Understanding unhandled flow faults
An unhandled flow fault is a generic Salesforce error that occurs when a Lightning Flow encounters an unexpected exception. This article explains how to identify the failing flow, find the root cause, and resolve the issue.
Error message#
You will see the following message in the execution log:
An unhandled fault has occurred in this flow
This error means a Lightning Flow — an automated process built in Salesforce — hit a problem that was not caught by error handling logic within the flow.
For help locating this message, see Reading and understanding error messages.
Identifying the failing flow#
Step 1: Open the failed notification#
Navigate to the failed notification in the MoveData app. Click the Execution tab to view the processing log.

Step 2: Identify where the failure occurred#
Scan the execution log from top to bottom. The entries before the error show which processing phases completed successfully. The error entry tells you which phase and flow failed.
Step 3: View the failed flow in Salesforce Setup#
- Open Setup in Salesforce.
- Type "Paused and Failed Flow Interviews" into the Quick Find box.
- Click Paused and Failed Flow Interviews.
- Toggle the view to show Failed interviews — the list shows only paused interviews by default and appears empty until you switch.
- Click on the failed interview to see a visual diagram of the flow with the failed element highlighted.

Warning
The list shows paused interviews by default. If the list appears empty, make sure you have toggled the view to display Failed interviews.
Common failure reasons#
The table below lists the most common error codes found inside unhandled flow faults.
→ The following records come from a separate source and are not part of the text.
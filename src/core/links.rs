//! Weak cross-references between records
//!
//! A [`BackRef`] names another record by ID and caches its business number
//! for display. Nothing checks that the referenced record exists, and
//! deleting the target leaves the reference in place.

use serde::{Deserialize, Serialize};

use crate::core::identity::{EntityId, EntityPrefix};

/// Informational link to a related record
#[derive(Debug, Clone, Default, PartialEq, Eq, Serialize, Deserialize)]
pub struct BackRef {
    #[serde(default, skip_serializing_if = "Option::is_none")]
    pub id: Option<EntityId>,

    #[serde(default, skip_serializing_if = "Option::is_none")]
    pub number: Option<String>,
}

impl BackRef {
    pub fn new(id: Option<EntityId>, number: Option<String>) -> Self {
        Self { id, number }
    }

    pub fn is_empty(&self) -> bool {
        self.id.is_none() && self.number.is_none()
    }

    /// Overwrite with whatever parts are supplied; absent parts are kept
    pub fn annotate(&mut self, id: Option<EntityId>, number: Option<String>) {
        if id.is_some() {
            self.id = id;
        }
        if number.is_some() {
            self.number = number;
        }
    }

    /// ID or number, whichever is known, for display
    pub fn label(&self) -> Option<String> {
        self.number
            .clone()
            .or_else(|| self.id.as_ref().map(|id| id.to_string()))
    }
}

/// Log a cross-reference annotation; the target is never looked up
pub fn log_annotation(source: &EntityId, field: &str, target: &BackRef, expected: EntityPrefix) {
    match &target.id {
        Some(id) if id.prefix() != expected => tracing::warn!(
            source = %source,
            field,
            target = %id,
            "reference points at a {} rather than a {}",
            id.prefix().family(),
            expected.family()
        ),
        _ => tracing::info!(
            source = %source,
            field,
            target = target.label().unwrap_or_default(),
            "linked unverified {} reference",
            expected.family()
        ),
    }
}
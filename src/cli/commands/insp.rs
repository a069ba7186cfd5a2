//! `qms insp` command - Inspections, their results and lot quantities

use chrono::NaiveDate;
use clap::Subcommand;
use console::style;
use miette::Result;

use crate::cli::commands::common::{
    report_created, report_deleted, report_transition, run_actions, run_list, run_show,
    run_transition, run_update, KeyArgs, LinkArgs, ListArgs, NotesArgs, ReasonArgs, UpdateArgs,
};
use crate::cli::helpers::{open_session, parse_patch, Session};
use crate::cli::table::{print_list, print_summary};
use crate::cli::{GlobalOpts, OutputFormat};
use crate::core::aggregate::LotQuantities;
use crate::core::compliance::ResultStatus;
use crate::core::entity::{Entity, Severity};
use crate::core::identity::EntityId;
use crate::core::error::QualityError;
use crate::core::workflow::{Action, Lifecycle};
use crate::entities::{Inspection, InspectionResult, InspectionType, Ncr, QcTemplate};
use crate::service::Measurement;

#[derive(Subcommand, Debug)]
pub enum InspCommands {
    /// List inspections
    List(InspListArgs),

    /// Create an inspection in draft
    New(NewArgs),

    /// Show an inspection
    Show(KeyArgs),

    /// Change content fields (title, part_number, inspector, remarks, ...)
    Update(UpdateArgs),

    /// Delete a draft inspection together with its results
    Delete(KeyArgs),

    /// Plan the inspection (draft -> scheduled)
    Schedule(ScheduleArgs),

    /// Begin inspecting; stamps the start time
    Start(KeyArgs),

    /// Finish inspecting; freezes the tally and derives the overall result
    Submit(KeyArgs),

    /// Approve a completed inspection
    Approve(NotesArgs),

    /// Reject a completed inspection
    Reject(ReasonArgs),

    /// Cancel before completion
    Cancel(CancelArgs),

    /// Actions available from the current status
    Actions(KeyArgs),

    /// Record lot dispositions
    Quantities(QuantitiesArgs),

    /// Result counts, defects and rates
    Stats(KeyArgs),

    /// Create one pending result per parameter of an active template
    Seed(SeedArgs),

    /// Link an NCR to this inspection, or create one with --title
    RaiseNcr(RaiseNcrArgs),

    /// Per-parameter results
    #[command(subcommand)]
    Result(ResultCommands),
}

#[derive(Subcommand, Debug)]
pub enum ResultCommands {
    /// List the results of an inspection in sequence order
    List(KeyArgs),

    /// Add a result to an inspection
    Add(ResultAddArgs),

    /// Record a measured value and re-evaluate
    Set(ResultSetArgs),

    /// Change result fields (limits, name, remarks) and re-evaluate
    Update(ResultUpdateArgs),

    /// Remove a result
    Rm(ResultKeyArgs),
}

#[derive(clap::Args, Debug)]
pub struct InspListArgs {
    #[command(flatten)]
    pub common: ListArgs,

    /// Only inspections using this template ID
    #[arg(long)]
    pub template: Option<String>,
}
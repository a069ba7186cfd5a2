//! Record file loading utilities
//!
//! Generic helpers for reading `.qms.yaml` record files. A file that fails
//! to parse is reported with its location, never skipped.

use serde::de::DeserializeOwned;
use serde::Serialize;
use std::fs;
use std::path::{Path, PathBuf};

use crate::core::error::StoreError;
use crate::core::project::RECORD_SUFFIX;
use crate::yaml;

/// Load and parse one record file
pub fn load_file<T: DeserializeOwned>(path: &Path) -> Result<T, StoreError> {
    let content = fs::read_to_string(path).map_err(|e| StoreError::io(path, e))?;
    let filename = path
        .file_name()
        .map(|n| n.to_string_lossy().into_owned())
        .unwrap_or_default();
    Ok(yaml::parse_str(&content, &filename)?)
}

/// Load all records of type T from a directory tree
pub fn load_all<T: DeserializeOwned>(dir: &Path) -> Result<Vec<T>, StoreError> {
    let mut records = Vec::new();

    if !dir.exists() {
        return Ok(records);
    }

    for path in record_files(dir) {
        records.push(load_file(&path)?);
    }

    Ok(records)
}

/// Record files below `dir`, sorted by path
pub fn record_files(dir: &Path) -> Vec<PathBuf> {
    let mut files: Vec<PathBuf> = walkdir::WalkDir::new(dir)
        .into_iter()
        .filter_map(|e| e.ok())
        .filter(|e| e.file_type().is_file())
        .filter(|e| e.path().to_string_lossy().ends_with(RECORD_SUFFIX))
        .map(|e| e.into_path())
        .collect();
    files.sort();
    files
}

/// Serialize a record and replace its file in one rename
pub fn write_file<T: Serialize>(path: &Path, record: &T) -> Result<(), StoreError> {
    let content =
        serde_yml::to_string(record).map_err(|e| StoreError::Serialize(e.to_string()))?;

    if let Some(parent) = path.parent() {
        fs::create_dir_all(parent).map_err(|e| StoreError::io(parent, e))?;
    }

    let tmp = path.with_extension("yaml.tmp");
    fs::write(&tmp, content).map_err(|e| StoreError::io(&tmp, e))?;
    fs::rename(&tmp, path).map_err(|e| StoreError::io(path, e))
}
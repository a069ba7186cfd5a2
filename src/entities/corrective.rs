//! Corrective action entity type - standalone fix for an identified cause

use chrono::{DateTime, NaiveDate, Utc};
use serde::{Deserialize, Serialize};

use crate::core::entity::{default_revision, Entity, Priority};
use crate::core::identity::{EntityId, EntityPrefix};
use crate::core::links::BackRef;
use crate::core::workflow::{Lifecycle, State, StateMachine};
use crate::entities::action::{
    link_source, source_reference, ActionProgress, ActionRecord, ActionSource, ActionStatus,
    CORRECTIVE_WORKFLOW,
};

/// A corrective action, optionally split out of a CAPA
#[derive(Debug, Clone, Serialize, Deserialize)]
#[serde(deny_unknown_fields)]
pub struct CorrectiveAction {
    pub id: EntityId,

    /// Business number (e.g., "CA-2025-004")
    pub ca_number: String,

    pub title: String,

    #[serde(default, skip_serializing_if = "Option::is_none")]
    pub description: Option<String>,

    #[serde(default)]
    pub priority: Priority,

    /// Parent CAPA, if this action was split from one
    #[serde(default, skip_serializing_if = "BackRef::is_empty")]
    pub capa: BackRef,

    #[serde(default)]
    pub source: ActionSource,

    #[serde(default, skip_serializing_if = "BackRef::is_empty")]
    pub source_ref: BackRef,

    #[serde(default, skip_serializing_if = "Option::is_none")]
    pub root_cause: Option<String>,

    #[serde(default, skip_serializing_if = "Option::is_none")]
    pub action_plan: Option<String>,

    #[serde(default, skip_serializing_if = "Option::is_none")]
    pub owner: Option<String>,

    #[serde(default, skip_serializing_if = "Option::is_none")]
    pub due_date: Option<NaiveDate>,

    #[serde(default)]
    pub status: ActionStatus,

    #[serde(default)]
    pub progress: ActionProgress,

    pub created: DateTime<Utc>,

    pub author: String,

    #[serde(default = "default_revision")]
    pub entity_revision: u32,
}

impl Entity for CorrectiveAction {
    const PREFIX: EntityPrefix = EntityPrefix::Ca;
    const LOCKED_FIELDS: &'static [&'static str] = &["ca_number", "progress"];

    fn id(&self) -> &EntityId {
        &self.id
    }

    fn title(&self) -> &str {
        &self.title
    }

    fn status(&self) -> &str {
        self.status.as_str()
    }

    fn created(&self) -> DateTime<Utc> {
        self.created
    }

    fn author(&self) -> &str {
        &self.author
    }

    fn business_number(&self) -> Option<String> {
        Some(self.ca_number.clone())
    }

    fn references(&self) -> Vec<(&'static str, String)> {
        let mut refs: Vec<_> = source_reference(&self.source_ref).into_iter().collect();
        if let Some(id) = &self.capa.id {
            refs.push(("capa_id", id.to_string()));
        }
        refs
    }

    fn bump_revision(&mut self) {
        self.entity_revision += 1;
    }
}

impl Lifecycle for CorrectiveAction {
    type State = ActionStatus;

    fn machine() -> &'static StateMachine<ActionStatus> {
        &CORRECTIVE_WORKFLOW
    }

    fn state(&self) -> ActionStatus {
        self.status
    }

    fn set_state(&mut self, state: ActionStatus) {
        self.status = state;
    }
}

impl ActionRecord for CorrectiveAction {
    fn progress(&self) -> &ActionProgress {
        &self.progress
    }

    fn progress_mut(&mut self) -> &mut ActionProgress {
        &mut self.progress
    }
}

impl CorrectiveAction {
    pub fn new(
        ca_number: impl Into<String>,
        title: impl Into<String>,
        author: impl Into<String>,
    ) -> Self {
        Self {
            id: EntityId::new(EntityPrefix::Ca),
            ca_number: ca_number.into(),
            title: title.into(),
            description: None,
            priority: Priority::default(),
            capa: BackRef::default(),
            source: ActionSource::default(),
            source_ref: BackRef::default(),
            root_cause: None,
            action_plan: None,
            owner: None,
            due_date: None,
            status: ActionStatus::default(),
            progress: ActionProgress::default(),
            created: Utc::now(),
            author: author.into(),
            entity_revision: 1,
        }
    }

    pub fn with_source(mut self, id: Option<EntityId>, number: Option<String>) -> Self {
        link_source(&self.id, &mut self.source, &mut self.source_ref, id, number);
        self
    }

    pub fn with_capa(mut self, id: Option<EntityId>, number: Option<String>) -> Self {
        self.capa.annotate(id, number);
        self
    }
}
| Error code | What it means | Next step |
|---|---|---|
FIELD_CUSTOM_VALIDATION_EXCEPTION |
A custom validation rule on the target object rejected the data. | Review the validation rule and either update the rule or correct the source data. |
LIMIT_EXCEEDED: Too many SOQL queries: 101 |
The flow exceeded Salesforce's SOQL query limit. | See Too many SOQL queries: 101. |
CANNOT_EXECUTE_FLOW_TRIGGER |
The flow has been deactivated, deleted, or has a configuration error. | Check that the flow is active and that all referenced elements still exist. |
UNABLE_TO_LOCK_ROW |
Another transaction is modifying the same record. MoveData retries up to three times automatically. | See Unable to lock row. |
CANNOT_INSERT_UPDATE_ACTIVATE_ENTITY |
Related automation (such as a trigger or another flow) failed during the record save. | Investigate the related automation that fired during the save operation. |
Apex CPU time limit exceeded |
The transaction used more CPU time than Salesforce allows. | See Apex CPU time limit exceeded. Review the flow and any Apex triggers for inefficient logic or excessive loops. |
INSUFFICIENT_ACCESS_ON_CROSS_REFERENCE_ENTITY |
The running user does not have access to a referenced record, or the record does not exist. | Verify the record exists and that the MoveData authorised user has the correct permissions. |
Key flow concepts#
The $Flow.FaultMessage variable#
When a flow encounters a fault, Salesforce stores the detailed error information in the $Flow.FaultMessage system variable.
This variable contains the specific error text that caused the fault.
You can reference this variable in fault path elements to log or display the error.
Fault paths#
Fault paths are secondary connector paths on flow elements such as Get Records, Create Records, Update Records, Delete Records, and Action elements. When an element fails, Salesforce follows the fault path instead of the standard path. If no fault path exists, the error becomes an unhandled fault.
Adding fault paths to your flows lets you handle errors gracefully — for example, by logging the error or sending a notification.
Transaction rollback behaviour#
A fault path does not automatically roll back partial DML (data manipulation) operations. If your flow created or updated records before the failing element, those changes may already be saved. Design your fault paths to account for partial commits when needed.
How to fix it#
- Identify the specific error code from the execution log or the failed flow interview.
- Fix the underlying issue — this may involve updating a validation rule, correcting data, adjusting permissions, or modifying the flow.
- Reprocess the failed notification using the Reprocess button.
- Check that the notification status changes to Success.
For full reprocessing instructions, see How to reprocess failed notifications.